Warto też przypomnieć, że powstała strona internetowa 1920.in, za pośrednictwem której można wysyłać SMS-y na wygenerowane przez system losowe numery telefonów mieszkańców Rosji, aby również w ten sposób uświadomić ich o tym, co się dzieje w Ukrainie. Ponadto uruchomiono także projekt #CallRussia, który umożliwia zadzwonienie na losowo wygenerowany numer w Federacji Rosyjskiej, aby też w taki sposób rozpowszechniać prawdę o rosyjskiej agresji na Ukrainę.
Według aktualnych danych, wykonano już 92000 połączeń, a średnio jedna osoba zadzwoniła trzy razy. Polska jest wśród pięciu krajów, z których dzwoniono najczęściej, a w sumie w ramach tego projektu zadzwoniono z aż 116 krajów na całym świecie.
Ukraina wykorzystuje AI, żeby zwykli Rosjanie dowiedzieli się o wojnie
Powoli, powolutku być może uda się uświadomić coraz więcej Rosjan, że „specjalna operacja wojskowa” to totalna bzdura, która nie ma nic wspólnego z rzeczywistością. Teraz Ukraina wykorzysta również sztuczną inteligencję, aby o prawdzie dowiedzieli się kolejni mieszkańcy Rosji.

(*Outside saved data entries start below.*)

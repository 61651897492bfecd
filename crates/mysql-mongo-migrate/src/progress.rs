//! Progress notifications for running migrations.

use serde::Serialize;
use std::sync::atomic::{AtomicUsize, Ordering};
use tracing::info;

use crate::core::TableSpec;

/// A progress notification.
#[derive(Debug, Clone, Serialize)]
#[serde(tag = "event", rename_all = "snake_case")]
pub enum ProgressEvent<'a> {
    /// One chunk was acknowledged by the target.
    ChunkWritten {
        table: &'a TableSpec,
        inserted: u64,
        total: u64,
    },
    /// A table reached DONE or FAILED.
    TableFinished {
        table: &'a TableSpec,
        status: &'a str,
        remaining: usize,
    },
}

/// Emits progress lines unless silenced.
///
/// Holds the count of tables still to finish; it is the only mutable state
/// shared by the table tasks.
#[derive(Debug)]
pub struct ProgressReporter {
    silent: bool,
    json_lines: bool,
    remaining: AtomicUsize,
}

impl ProgressReporter {
    /// Create a reporter for `tables` tables.
    pub fn new(tables: usize, silent: bool) -> Self {
        Self {
            silent,
            json_lines: false,
            remaining: AtomicUsize::new(tables),
        }
    }

    /// Also print every event as a JSON line on stderr.
    pub fn with_json_lines(mut self, enabled: bool) -> Self {
        self.json_lines = enabled;
        self
    }

    /// Tables not yet finished.
    pub fn remaining(&self) -> usize {
        self.remaining.load(Ordering::Relaxed)
    }

    /// Report a written chunk.
    pub fn chunk_written(&self, table: &TableSpec, inserted: u64, total: u64) {
        if self.silent {
            return;
        }
        info!("{}: inserted {} rows ({} total)", table, inserted, total);
        self.emit_json(&ProgressEvent::ChunkWritten {
            table,
            inserted,
            total,
        });
    }

    /// Report a finished table and return how many remain.
    pub fn table_finished(&self, table: &TableSpec, status: &str) -> usize {
        let remaining = self
            .remaining
            .fetch_sub(1, Ordering::AcqRel)
            .saturating_sub(1);
        if !self.silent {
            info!("{}: {} ({} tables remaining)", table, status, remaining);
            self.emit_json(&ProgressEvent::TableFinished {
                table,
                status,
                remaining,
            });
        }
        remaining
    }

    fn emit_json(&self, event: &ProgressEvent<'_>) {
        if !self.json_lines {
            return;
        }
        if let Ok(line) = serde_json::to_string(event) {
            eprintln!("{}", line);
        }
    }
}

#[cfg(test)]
mod tests {
    use super::*;

    #[test]
    fn test_remaining_counts_down() {
        let reporter = ProgressReporter::new(3, true);
        let table = TableSpec::mirrored("users");
        assert_eq!(reporter.table_finished(&table, "done"), 2);
        assert_eq!(reporter.table_finished(&table, "failed"), 1);
        assert_eq!(reporter.remaining(), 1);
    }

    #[test]
    fn test_event_json_shape() {
        let table = TableSpec::mirrored("users");
        let event = ProgressEvent::ChunkWritten {
            table: &table,
            inserted: 3,
            total: 3,
        };
        let json = serde_json::to_value(&event).unwrap();
        assert_eq!(json["event"], "chunk_written");
        assert_eq!(json["table"]["source"], "users");
        assert_eq!(json["inserted"], 3);
    }
}
//! Bulk inserts of whole chunks into the target.

use std::sync::Arc;
use std::time::{Duration, Instant};
use tracing::debug;

use super::run_bounded;
use crate::core::Chunk;
use crate::error::{MigrateError, Result};
use crate::target::TargetWriter;

/// Outcome of one chunk write.
#[derive(Debug, Clone, Copy, PartialEq, Eq)]
pub struct WriteResult {
    /// Documents the target accepted.
    pub inserted: u64,
}

/// Writes one chunk at a time into a pre-created collection.
#[derive(Clone)]
pub struct ChunkWriter {
    target: Arc<dyn TargetWriter>,
    timeout: Option<Duration>,
}

impl ChunkWriter {
    /// Create a writer over a shared target connection.
    pub fn new(target: Arc<dyn TargetWriter>, timeout: Option<Duration>) -> Self {
        Self { target, timeout }
    }

    /// Create the destination collection (no-op when it exists), dropping
    /// it first when `drop_existing` is set.
    pub async fn prepare(&self, collection: &str, drop_existing: bool) -> Result<()> {
        if drop_existing {
            debug!("Dropping collection {}", collection);
            self.bounded(collection, "drop collection", self.target.drop_collection(collection))
                .await?;
        }
        self.bounded(
            collection,
            "create collection",
            self.target.create_collection(collection),
        )
        .await
    }

    /// Insert the whole chunk as a single bulk operation.
    ///
    /// The chunk is moved into the call so its rows are released as soon as
    /// the insert returns, successful or not.
    pub async fn write(&self, collection: &str, chunk: Chunk) -> Result<WriteResult> {
        if chunk.is_empty() {
            return Ok(WriteResult { inserted: 0 });
        }

        let write_start = Instant::now();
        let rows = chunk.len();

        let inserted = self
            .bounded(
                collection,
                "target insert",
                self.target.insert_chunk(collection, chunk),
            )
            .await?;

        debug!(
            "{}: inserted {} of {} rows in {:?}",
            collection,
            inserted,
            rows,
            write_start.elapsed()
        );

        Ok(WriteResult { inserted })
    }

    async fn bounded<T>(
        &self,
        collection: &str,
        operation: &str,
        fut: impl std::future::Future<Output = Result<T>>,
    ) -> Result<T> {
        run_bounded(self.timeout, operation, fut)
            .await
            .map_err(|e| match e {
                e @ MigrateError::DestInsert { .. } => e,
                e => MigrateError::dest_insert(collection, e),
            })
    }
}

Kilka dni po napaści rosyjskich wojsk Ukraina uruchomiła stronę internetową 200rf.com, na której umieszcza informacje o poległych żołnierzach rosyjskich – ich bliscy mogą za jej pośrednictwem sprawdzić, czy wysłany na wojnę człowiek wróci do kraju własnymi siłami, czy w metalowej trumnie (jeśli w ogóle, bo Rosjanie nie kwapią się, aby zabrać ciała zabitych z powrotem do swojego kraju, żeby prawda nie wyszła na jaw).

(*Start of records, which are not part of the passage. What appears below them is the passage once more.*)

//! mysql-mongo-migrate CLI - chunked MySQL to MongoDB migration.

use clap::{Parser, Subcommand};
use mysql_mongo_migrate::{Config, MigrateError, MigrationResult, Orchestrator};
use std::path::PathBuf;
use std::process::ExitCode;
use std::time::Duration;
use tokio_util::sync::CancellationToken;
use tracing::{info, warn, Level};
use tracing_subscriber::fmt::format::FmtSpan;

#[cfg(unix)]
use tokio::signal::unix::{signal, SignalKind};

#[derive(Parser)]
#[command(name = "mysql-mongo-migrate")]
#[command(about = "Chunked MySQL to MongoDB migration")]
#[command(version)]
struct Cli {
    /// Path to YAML configuration file
    #[arg(short, long, default_value = "config.yaml")]
    config: PathBuf,

    /// Output JSON result to stdout
    #[arg(long)]
    output_json: bool,

    /// Log format: text or json
    #[arg(long, default_value = "text")]
    log_format: String,

    /// Log verbosity: debug, info, warn, error
    #[arg(long, default_value = "info")]
    verbosity: String,

    /// Suppress progress output (per-chunk and per-table progress lines)
    #[arg(long)]
    silent: bool,

    /// Seconds to wait for running tables after Ctrl-C/SIGTERM (default: 60)
    #[arg(long, default_value = "60")]
    shutdown_timeout: u64,

    /// Print progress updates as JSON lines to stderr
    #[arg(long)]
    progress: bool,

    #[command(subcommand)]
    command: Commands,
}

#[derive(Subcommand)]
enum Commands {
    /// Start a new migration
    Run {
        /// Migrate only this source table
        #[arg(long)]
        source_table: Option<String>,

        /// Destination collection for --source-table (default: same name)
        #[arg(long)]
        dest_table: Option<String>,

        /// Override maximum number of tables migrated at once
        #[arg(long)]
        concurrency: Option<usize>,

        /// Override rows per chunk
        #[arg(long)]
        chunk_size: Option<usize>,

        /// Dry run: list planned tables and row counts without writing
        #[arg(long)]
        dry_run: bool,

        /// Order range scans by primary key
        #[arg(long)]
        stable_order: bool,

        /// Drop each destination collection before copying into it
        #[arg(long)]
        drop_existing: bool,

        /// Exit non-zero when any table fails
        #[arg(long)]
        strict: bool,
    },

    /// Validate row counts between source and target
    Validate,

    /// Test database connections
    HealthCheck,

    /// List the tables a run would migrate
    ListTables,
}

#[tokio::main]
async fn main() -> ExitCode {
    match run().await {
        Ok(code) => ExitCode::from(code),
        Err(e) => {
            eprintln!("{}", e.format_detailed());
            ExitCode::from(e.exit_code())
        }
    }
}

async fn run() -> Result<u8, MigrateError> {
    let cli = Cli::parse();

    // Setup logging
    setup_logging(&cli.verbosity, &cli.log_format).map_err(MigrateError::Config)?;

    let mut config = Config::load(&cli.config)?;
    if cli.silent {
        config.migration.silent = true;
    }
    info!("Loaded configuration from {:?}", cli.config);

    // Setup signal handling for graceful shutdown (SIGINT and SIGTERM)
    let cancel_token = setup_signal_handler();

    match cli.command {
        Commands::Run {
            source_table,
            dest_table,
            concurrency,
            chunk_size,
            dry_run,
            stable_order,
            drop_existing,
            strict,
        } => {
            // Apply overrides
            if let Some(table) = source_table {
                config.source.table = Some(table);
            }
            if let Some(table) = dest_table {
                config.target.table = Some(table);
            }
            if let Some(n) = concurrency {
                config.migration.concurrency_limit = n;
            }
            if let Some(n) = chunk_size {
                config.migration.chunk_size = n;
            }
            config.migration.stable_order |= stable_order;
            config.migration.drop_existing |= drop_existing;
            config.migration.strict |= strict;
            config.validate()?;

            let strict = config.migration.strict;
            let orchestrator = Orchestrator::new(config)
                .await?
                .with_progress(cli.progress);

            let result = orchestrator
                .run_with_shutdown_timeout(
                    cancel_token,
                    dry_run,
                    Duration::from_secs(cli.shutdown_timeout),
                )
                .await?;

            if cli.output_json {
                println!("{}", result.to_json()?);
            } else {
                print_summary(&result, dry_run);
            }

            Ok(result.exit_code(strict))
        }

        Commands::Validate => {
            let orchestrator = Orchestrator::new(config).await?;
            let results = orchestrator.validate().await?;
            let mismatches = results.iter().filter(|r| !r.ok).count();

            if cli.output_json {
                println!("{}", serde_json::to_string_pretty(&results)?);
            } else {
                println!("Validation Results:");
                for r in &results {
                    let status = match (&r.error, r.ok) {
                        (Some(_), _) => "ERROR",
                        (None, true) => "match",
                        (None, false) => "MISMATCH",
                    };
                    println!(
                        "  {}: source={} target={} ({})",
                        r.table, r.source_count, r.dest_count, status
                    );
                }
                println!("\n  {} tables, {} mismatches", results.len(), mismatches);
            }

            Ok(if mismatches > 0 { 1 } else { 0 })
        }

        Commands::HealthCheck => {
            let orchestrator = Orchestrator::new(config).await?;
            let result = orchestrator.health_check().await?;

            if cli.output_json {
                println!("{}", serde_json::to_string_pretty(&result)?);
            } else {
                println!("Health Check Results:");
                println!(
                    "  Source (MySQL): {} ({}ms)",
                    if result.source_connected { "OK" } else { "FAILED" },
                    result.source_latency_ms
                );
                if let Some(ref err) = result.source_error {
                    println!("    Error: {}", err);
                }
                println!(
                    "  Target (MongoDB): {} ({}ms)",
                    if result.target_connected { "OK" } else { "FAILED" },
                    result.target_latency_ms
                );
                if let Some(ref err) = result.target_error {
                    println!("    Error: {}", err);
                }
                println!(
                    "\n  Overall: {}",
                    if result.healthy { "HEALTHY" } else { "UNHEALTHY" }
                );
            }

            if !result.healthy {
                return Err(MigrateError::connection(
                    "one or both databases did not respond",
                    "health check",
                ));
            }
            Ok(0)
        }

        Commands::ListTables => {
            let orchestrator = Orchestrator::new(config).await?;
            let tables = orchestrator.list_tables().await?;

            if cli.output_json {
                println!("{}", serde_json::to_string_pretty(&tables)?);
            } else {
                for table in &tables {
                    println!("{}", table);
                }
            }
            Ok(0)
        }
    }
}

fn print_summary(result: &MigrationResult, dry_run: bool) {
    if dry_run {
        println!("\nDry run completed!");
        for planned in &result.plan {
            println!("  {} ({} rows)", planned.table, planned.source_rows);
        }
        println!("  Tables: {}", result.tables_total);
        return;
    }

    println!("\nMigration completed!");
    println!("  Run ID: {}", result.run_id);
    println!("  Status: {:?}", result.status);
    println!("  Duration: {:.2}s", result.duration_seconds);
    println!(
        "  Tables: {}/{}",
        result.tables_success, result.tables_total
    );
    println!("  Rows: {}", result.rows_migrated);
    println!("  Throughput: {} rows/sec", result.rows_per_second);
    if result.validation_mismatches > 0 {
        println!("  Validation mismatches: {}", result.validation_mismatches);
    }
    if !result.failed_tables.is_empty() {
        println!("  Failed tables: {:?}", result.failed_tables);
    }
}

fn log_level(verbosity: &str) -> Level {
    match verbosity.to_lowercase().as_str() {
        "debug" => Level::DEBUG,
        "info" => Level::INFO,
        "warn" => Level::WARN,
        "error" => Level::ERROR,
        _ => Level::INFO,
    }
}

fn setup_logging(verbosity: &str, format: &str) -> Result<(), String> {
    let subscriber = tracing_subscriber::fmt()
        .with_max_level(log_level(verbosity))
        .with_span_events(FmtSpan::CLOSE)
        .with_writer(std::io::stderr)
        .with_target(false);

    let installed = if format == "json" {
        subscriber.json().try_init()
    } else {
        subscriber.try_init()
    };

    installed.map_err(|e| format!("Failed to install logger: {}", e))
}

/// Setup signal handlers for graceful shutdown.
/// Handles both SIGINT (Ctrl-C) and SIGTERM (container shutdown).
/// Returns a CancellationToken that will be cancelled when a signal is received.
#[cfg(unix)]
fn setup_signal_handler() -> CancellationToken {
    let cancel_token = CancellationToken::new();

    for (kind, name) in [
        (SignalKind::interrupt(), "SIGINT"),
        (SignalKind::terminate(), "SIGTERM"),
    ] {
        let token = cancel_token.clone();
        tokio::spawn(async move {
            match signal(kind) {
                Ok(mut stream) => {
                    stream.recv().await;
                    eprintln!("\nReceived {}. Finishing current chunks...", name);
                    token.cancel();
                }
                Err(e) => warn!("Failed to setup {} handler: {}", name, e),
            }
        });
    }

    cancel_token
}

/// Setup signal handler for Windows (only Ctrl-C)
#[cfg(not(unix))]
fn setup_signal_handler() -> CancellationToken {
    let cancel_token = CancellationToken::new();
    let token = cancel_token.clone();

    tokio::spawn(async move {
        match tokio::signal::ctrl_c().await {
            Ok(()) => {
                eprintln!("\nReceived Ctrl-C. Finishing current chunks...");
                token.cancel();
            }
            Err(e) => warn!("Failed to setup Ctrl-C handler: {}", e),
        }
    });

    cancel_token
}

Михайло Федоров (Michajlo Fedorow), wicepremier Ukrainy i Minister Cyfrowej Transformacji Ukrainy, poinformował dziś natomiast o wykorzystywaniu sztucznej inteligencji do wyszukiwania kont zabitych żołnierzy rosyjskich w social mediach. Po co? W ten sposób Ukraina odnajduje przy okazji ich znajomych i bliskich, których informuje o prawdziwym obliczu „specjalnej operacji wojskowej” – uświadamia ich, że na wojnę trafiają również poborowi, a informacja, że nikt nie zginął, to wierutne kłamstwo propagandy.

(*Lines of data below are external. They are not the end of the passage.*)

//! Core data model shared by the source, target and transfer layers.
//!
//! - [`table`]: table pairs, row chunks and the offset cursor
//! - [`value`]: column values passed opaquely from source to target

pub mod table;
pub mod value;

pub use table::{Chunk, MigrationCursor, Row, TableSpec};
pub use value::Value;
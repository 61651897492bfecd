//! MongoDB target implementation.

use async_trait::async_trait;
use mongodb::bson::{self, doc, spec::BinarySubtype, Binary, Bson, Document};
use mongodb::error::ErrorKind as MongoErrorKind;
use mongodb::{Client, Database};
use tracing::{debug, info};

use super::TargetWriter;
use crate::config::TargetConfig;
use crate::core::{Chunk, Value};
use crate::error::{MigrateError, Result};

/// Server error code for "collection already exists".
const NAMESPACE_EXISTS: i32 = 48;

/// Server error code for "collection does not exist".
const NAMESPACE_NOT_FOUND: i32 = 26;

/// MongoDB target.
pub struct MongoTarget {
    client: Client,
    db: Database,
}

impl MongoTarget {
    /// Connect to the target and verify the connection.
    pub async fn new(config: &TargetConfig) -> Result<Self> {
        let client = Client::with_options(config.client_options())
            .map_err(|e| MigrateError::connection(e, "creating MongoDB client"))?;

        // The client connects lazily; ping now so setup failures are fatal here.
        client
            .database("admin")
            .run_command(doc! { "ping": 1 })
            .await
            .map_err(|e| MigrateError::connection(e, "testing MongoDB target connection"))?;

        info!(
            "Connected to MongoDB target: {}:{}/{}",
            config.host, config.port, config.database
        );

        let db = client.database(&config.database);
        Ok(Self { client, db })
    }
}

fn has_code(err: &mongodb::error::Error, code: i32) -> bool {
    matches!(*err.kind, MongoErrorKind::Command(ref cmd) if cmd.code == code)
}

#[async_trait]
impl TargetWriter for MongoTarget {
    async fn ensure_database(&self) -> Result<()> {
        let names = self
            .client
            .list_database_names()
            .await
            .map_err(|e| MigrateError::connection(e, "listing MongoDB databases"))?;

        if names.iter().any(|n| n == self.db.name()) {
            debug!("Database {} already exists", self.db.name());
        } else {
            // MongoDB materializes a database with its first collection.
            info!(
                "Database {} will be created with its first collection",
                self.db.name()
            );
        }
        Ok(())
    }

    async fn create_collection(&self, collection: &str) -> Result<()> {
        let existing = self
            .db
            .list_collection_names()
            .await
            .map_err(|e| MigrateError::dest_insert(collection, e))?;

        if existing.iter().any(|n| n == collection) {
            debug!("Collection {} already exists", collection);
            return Ok(());
        }

        match self.db.create_collection(collection).await {
            Ok(()) => {
                debug!("Created collection {}", collection);
                Ok(())
            }
            Err(e) if has_code(&e, NAMESPACE_EXISTS) => Ok(()),
            Err(e) => Err(MigrateError::dest_insert(collection, e)),
        }
    }

    async fn drop_collection(&self, collection: &str) -> Result<()> {
        match self.db.collection::<Document>(collection).drop().await {
            Ok(()) => Ok(()),
            Err(e) if has_code(&e, NAMESPACE_NOT_FOUND) => Ok(()),
            Err(e) => Err(MigrateError::dest_insert(collection, e)),
        }
    }

    async fn insert_chunk(&self, collection: &str, chunk: Chunk) -> Result<u64> {
        let docs = chunk_to_documents(&chunk)
            .map_err(|e| MigrateError::dest_insert(collection, e))?;
        drop(chunk);

        if docs.is_empty() {
            return Ok(0);
        }

        let result = self
            .db
            .collection::<Document>(collection)
            .insert_many(docs)
            .await
            .map_err(|e| MigrateError::dest_insert(collection, e))?;

        Ok(result.inserted_ids.len() as u64)
    }

    async fn count_documents(&self, collection: &str) -> Result<i64> {
        let count = self
            .db
            .collection::<Document>(collection)
            .count_documents(doc! {})
            .await
            .map_err(|e| MigrateError::dest_insert(collection, e))?;
        Ok(count as i64)
    }

    async fn test_connection(&self) -> Result<()> {
        self.db
            .run_command(doc! { "ping": 1 })
            .await
            .map_err(|e| MigrateError::connection(e, "pinging MongoDB target"))?;
        Ok(())
    }

    fn db_type(&self) -> &str {
        "mongodb"
    }

    async fn close(&self) {
        self.client.clone().shutdown().await;
    }
}

/// Convert every row of a chunk into a BSON document keyed by column name.
pub fn chunk_to_documents(chunk: &Chunk) -> std::result::Result<Vec<Document>, bson::ser::Error> {
    chunk
        .records()
        .map(|record| {
            let mut document = Document::new();
            for (column, value) in record {
                document.insert(column, value_to_bson(value)?);
            }
            Ok(document)
        })
        .collect()
}

/// Convert one column value.
///
/// Decimals and out-of-range unsigned integers are stored as strings so no
/// precision is lost; `TIME` values have no BSON counterpart and are stored
/// as `HH:MM:SS[.fff]` strings.
fn value_to_bson(value: &Value) -> std::result::Result<Bson, bson::ser::Error> {
    let bson = match value {
        Value::Null => Bson::Null,
        Value::Bool(v) => Bson::Boolean(*v),
        Value::I64(v) => Bson::Int64(*v),
        Value::U64(v) => match i64::try_from(*v) {
            Ok(v) => Bson::Int64(v),
            Err(_) => Bson::String(v.to_string()),
        },
        Value::F64(v) => Bson::Double(*v),
        Value::Decimal(v) => Bson::String(v.to_string()),
        Value::Text(v) => Bson::String(v.clone()),
        Value::Bytes(v) => Bson::Binary(Binary {
            subtype: BinarySubtype::Generic,
            bytes: v.clone(),
        }),
        Value::Date(d) => Bson::DateTime(bson::DateTime::from_millis(
            d.and_time(chrono::NaiveTime::MIN).and_utc().timestamp_millis(),
        )),
        Value::Time(t) => Bson::String(t.format("%H:%M:%S%.f").to_string()),
        Value::DateTime(dt) => {
            Bson::DateTime(bson::DateTime::from_millis(dt.and_utc().timestamp_millis()))
        }
        Value::Timestamp(ts) => Bson::DateTime(bson::DateTime::from_millis(ts.timestamp_millis())),
        Value::Json(v) => bson::to_bson(v)?,
    };
    Ok(bson)
}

Jednocześnie Михайло Федоров poinformował, że miesiąc temu uruchomiono nowy system CRM do obsługi działań automatycznej komunikacji, a od dziś będzie on wykorzystywany do wykonywania automatycznych połączeń do Rosji, aby przekazywać obywatelom kraju-agresora prawdę o działaniach rosyjskich wojsk w Ukrainie.
Ukraina raz za razem zaskakuje swoją pomysłowością – prawdopodobnie mało kto by pomyślał, że takie technologie mogą być wykorzystywane w walce z wrogiem. Rosja to prymitywny agresor – kolos na glinianych nogach. Kwestią czasu jest jego upadek, bo bohaterski naród ukraiński ani myśli się poddać. A my musimy go wspierać w tej walce.